Morning Everyone! I listen to podcasts in different languages and I also read the accompanying transcript. Using R, I would like to copy the transcript, put all the words of the transcript in a list with a count, and then sort alphabetically. Thus, I would create the following.
INPUT
'My name is Max! Welcome to my podcast!! This is the first podcast!' (in reality this might be a four page pdf or word document)
OUTPUT
first 1
is 2
max 1
my 2
name 1
podcast 2
the 1
this 1
How do I do this in R please? Many thanks for your help in advance
library(tidyverse)
a <- tibble(
text = "My name is Max! Welcome to my podcast!! This is the first podcast!"
)
sapply(a, function(x) strsplit(x, split = " ")) %>%
unlist() %>%
tolower() %>%
as_tibble() %>%
mutate(value = str_replace_all(value, "[^[:alnum:]]", "")) %>%
count(value)
Thank you for the code, it works great for English words, do you know how I can use for other languages? So at the moment I want to do this for Russian, French and German. Any ideas?
I got the output below when I put Russian words through the code...
> a <- tibble(
+ text = "Привет, друзья! Меня зовут Макс и добро пожаловать на мой подкаст!
+ Да, наконец-то, наконец-то я запустил, я сделал свой подкаст!
+ Ухуууу!

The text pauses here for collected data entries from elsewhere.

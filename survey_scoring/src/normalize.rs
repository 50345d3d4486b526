use log::debug;

use std::collections::BTreeMap;
use std::ops::RangeInclusive;

use crate::config::*;

/// The form under which answer labels are compared: trimmed, lower case,
/// with every run of whitespace replaced by a single space.
pub fn normalize_label(s: &str) -> String {
    s.split_whitespace()
        .map(|w| w.to_lowercase())
        .collect::<Vec<String>>()
        .join(" ")
}

impl Question {
    /// The score carried by a raw answer, if it matches one of the options.
    pub fn score(&self, raw: &str) -> Option<i32> {
        let needle = normalize_label(raw);
        self.options
            .iter()
            .find(|o| normalize_label(&o.label) == needle)
            .map(|o| o.score)
    }
}

/// Scores the cells of `row` that belong to `questionnaire`.
///
/// `columns` holds 0-based cell positions. The first cell of the range answers
/// question 1, the next one question 2, and so on. Cells missing at the end of
/// a short row count as empty answers.
pub fn normalize(
    row: &[CellValue],
    questionnaire: &Questionnaire,
    columns: RangeInclusive<usize>,
) -> Result<CompletedQuestionnaire, ScoringError> {
    let width = columns.clone().count();
    if width != questionnaire.questions.len() {
        return Err(ScoringError::ColumnCountMismatch {
            questionnaire: questionnaire.id.clone(),
            columns: width,
            questions: questionnaire.questions.len(),
        });
    }

    let mut responses: BTreeMap<u32, i32> = BTreeMap::new();
    for (pos, col) in columns.enumerate() {
        let question_index = (pos + 1) as u32;
        let question =
            questionnaire
                .question(question_index)
                .ok_or_else(|| ScoringError::MissingResponse {
                    questionnaire: questionnaire.id.clone(),
                    question: question_index,
                })?;
        let value = row.get(col).map(|c| c.as_text()).unwrap_or_default();
        let score = question
            .score(&value)
            .ok_or_else(|| ScoringError::UnknownOption {
                questionnaire: questionnaire.id.clone(),
                question: question_index,
                value: value.clone(),
                row: None,
            })?;
        responses.insert(question_index, score);
    }
    debug!(
        "normalize: questionnaire {:?}: {:?}",
        questionnaire.id, responses
    );

    Ok(CompletedQuestionnaire {
        questionnaire_id: questionnaire.id.clone(),
        questionnaire_name: questionnaire.name.clone(),
        responses,
    })
}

И я очень, очень, очень рад этому!"
+ )
> sapply(a, function(x) strsplit(x, split = " ")) %>%
+ unlist() %>%
+ tolower() %>%
+ as_tibble() %>%
+ mutate(value = str_replace_all(value, "[^[:alnum:]]", "")) %>%
+ count(value)
# A tibble: 22 x 2
value n
<chr> <int>
1 "" 4
2 "<U+0434><U+0430>" 1
3 "<U+0434><U+043E><U+0431><U+0440><U+043E>" 1
4 "<U+0434><U+0440><U+0443><U+0437><U+044C><U+044F>" 1
5 "<U+0437><U+0430><U+043F><U+0443><U+0441><U+0442><U+0438><U+043B>" 1
6 "<U+0437><U+043E><U+0432><U+0443><U+0442>" 1
7 "<U+0438>" 2
8 "<U+043C><U+0430><U+043A><U+0441>" 1
9 "<U+043C><U+0435><U+043D><U+044F>" 1
10 "<U+043C><U+043E><U+0439>" 1
# ... with 12 more rows
Mmm quite strange, because if I run the same code this is the result:
library(tidyverse)
a <- tibble(
text = "Привет, друзья! Меня зовут Макс и добро пожаловать на мой подкаст!
Да, наконец-то, наконец-то я запустил, я сделал свой подкаст!
Ухуууу! И я очень, очень, очень рад этому!"
)
a
sapply(a, function(x) strsplit(x, split = " ")) %>%
unlist() %>%
tolower() %>%
as_tibble() %>%
mutate(value = str_replace_all(value, "[^[:alnum:]]", "")) %>%
count(value)